WORK ITEM:
If a line comes after the one containing "let (first, second)", leave it out; copy every line before it, and that line too, exactly as written, starting from the first line of the entries.

EXERCISE DATA:

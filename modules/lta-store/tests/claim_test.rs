use lta_common::{Bundle, BundleStatus};
use lta_store::{claim, testutil::postgres_pool, Store};
use uuid::Uuid;

#[tokio::test]
async fn pop_bundle_returns_distinct_rows_under_concurrent_claim() {
    let (_container, pool) = postgres_pool().await;
    let store = Store::new(pool.clone());

    let request = Uuid::new_v4();
    let mut a = Bundle::new(request, "WIPAC".into(), "DESY".into(), "/data/exp/a.zip".into());
    a.status = BundleStatus::Staged;
    let mut b = Bundle::new(request, "WIPAC".into(), "DESY".into(), "/data/exp/b.zip".into());
    b.status = BundleStatus::Staged;
    store.create_bundle(&a).await.unwrap();
    store.create_bundle(&b).await.unwrap();

    let (first, second) = tokio::join!(
        claim::pop_bundle(&pool, "WIPAC", "DESY", BundleStatus::Staged, "stager-1"),
        claim::pop_bundle(&pool, "WIPAC", "DESY", BundleStatus::Staged, "stager-2"),
    );
    let first = first.unwrap();
    let second = second.unwrap();

    assert!(first.is_some());
    assert!(second.is_some());
    assert_ne!(first.unwrap().uuid, second.unwrap().uuid);
}

#[tokio::test]
async fn pop_bundle_on_empty_queue_is_none() {
    let (_container, pool) = postgres_pool().await;
    let result = claim::pop_bundle(&pool, "WIPAC", "DESY", BundleStatus::Staged, "stager-1")
        .await
        .unwrap();
    assert!(result.is_none());
}

#[tokio::test]
async fn popped_bundle_is_marked_claimed() {
    let (_container, pool) = postgres_pool().await;
    let store = Store::new(pool.clone());
    let request = Uuid::new_v4();
    let mut bundle = Bundle::new(request, "WIPAC".into(), "DESY".into(), "/data/exp/c.zip".into());
    bundle.status = BundleStatus::Staged;
    store.create_bundle(&bundle).await.unwrap();

    let popped = claim::pop_bundle(&pool, "WIPAC", "DESY", BundleStatus::Staged, "stager-1")
        .await
        .unwrap()
        .expect("bundle should be claimed");
    assert!(popped.claimed);
    assert_eq!(popped.claimant.as_deref(), Some("stager-1"));

    let again = claim::pop_bundle(&pool, "WIPAC", "DESY", BundleStatus::Staged, "stager-2")
        .await
        .unwrap();
    assert!(again.is_none());
}
use anyhow::{anyhow, Result};
use lta_client::LtaClient;
use lta_stages::retriever::Retriever;
use lta_worker::{StageHandler, Worker, WorkerConfig};
use prometheus::Registry;
use tracing_subscriber::EnvFilter;

#[tokio::main]
async fn main() -> Result<()> {
    tracing_subscriber::fmt()
        .with_env_filter(EnvFilter::from_default_env().add_directive("lta=info".parse()?))
        .init();

    let stage = Retriever;
    let config = WorkerConfig::load(stage.expected_config()).map_err(|e| anyhow!(e))?;
    config.inner().log_redacted();

    let client = LtaClient::new(
        config.lta_rest_url().to_string(),
        config.lta_auth_openid_url().to_string(),
        config.client_id().to_string(),
        config.client_secret().to_string(),
    );

    let registry = Registry::new();
    let mut worker = Worker::new(config, client, stage, &registry);
    worker.run_forever().await
}
//! Picker: claims an unclaimed `TransferRequest`, asks the file catalog
//! which files live under its warehouse path, and fans that file list out
//! into one `Bundle` (plus its `Metadata` rows) per destination site.
//! Grounded on the original's `picker.py` `_do_work_claim`.

use async_trait::async_trait;
use lta_client::{FileCatalogClient, LtaClient};
use lta_common::{Bundle, Metadata};
use lta_worker::{Outcome, StageHandler, WorkerConfig};
use uuid::Uuid;

use crate::error::StageError;

pub struct Picker;

#[async_trait]
impl StageHandler for Picker {
    fn component_type(&self) -> &'static str {
        "picker"
    }

    fn expected_config(&self) -> &'static [&'static str] {
        &["FILE_CATALOG_REST_URL", "FILE_CATALOG_CLIENT_ID", "FILE_CATALOG_CLIENT_SECRET"]
    }

    async fn do_work_claim(&self, client: &LtaClient, config: &WorkerConfig) -> anyhow::Result<Outcome> {
        let claimant = config.component_name();
        let request = match client.pop_transfer_request(config.source_site(), claimant).await? {
            Some(r) => r,
            None => return Ok(Outcome::NothingClaimed),
        };

        let catalog = FileCatalogClient::new(
            config.inner().get("FILE_CATALOG_REST_URL").to_string(),
            config.lta_auth_openid_url().to_string(),
            config.inner().get("FILE_CATALOG_CLIENT_ID").to_string(),
            config.inner().get("FILE_CATALOG_CLIENT_SECRET").to_string(),
        );

        let files = match catalog.list_files_under(&request.path).await {
            Ok(files) => files,
            Err(e) => {
                let err = StageError::Rest(e);
                return Ok(lta_worker::Outcome::QuarantineNow {
                    target: lta_worker::QuarantineTarget::TransferRequest {
                        uuid: request.uuid,
                        original_status: "unclaimed",
                    },
                    cause: err.to_string(),
                    trace: format!("{err:?}"),
                });
            }
        };

        let file_uuids: Vec<Uuid> = files
            .iter()
            .filter_map(|f| f.get("uuid").and_then(|v| v.as_str()))
            .filter_map(|s| Uuid::parse_str(s).ok())
            .collect();

        for dest in &request.dest {
            let bundle = Bundle::new(request.uuid, request.source.clone(), dest.clone(), request.path.clone());
            let created = client.create_bundle(&bundle).await?;

            if !file_uuids.is_empty() {
                let metadata_rows: Vec<Metadata> = file_uuids.iter().map(|uuid| Metadata::new(created.uuid, *uuid)).collect();
                client.bulk_create_metadata(&metadata_rows).await?;
            }
        }

        Ok(Outcome::Successful)
    }
}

ANSWER TO THIS EXERCISE:
filename modules/lta-store/tests/claim_test.rs
use lta_common::{Bundle, BundleStatus};
use lta_store::{claim, testutil::postgres_pool, Store};
use uuid::Uuid;

#[tokio::test]
async fn pop_bundle_returns_distinct_rows_under_concurrent_claim() {
    let (_container, pool) = postgres_pool().await;
    let store = Store::new(pool.clone());

    let request = Uuid::new_v4();
    let mut a = Bundle::new(request, "WIPAC".into(), "DESY".into(), "/data/exp/a.zip".into());
    a.status = BundleStatus::Staged;
    let mut b = Bundle::new(request, "WIPAC".into(), "DESY".into(), "/data/exp/b.zip".into());
    b.status = BundleStatus::Staged;
    store.create_bundle(&a).await.unwrap();
    store.create_bundle(&b).await.unwrap();

    let (first, second) = tokio::join!(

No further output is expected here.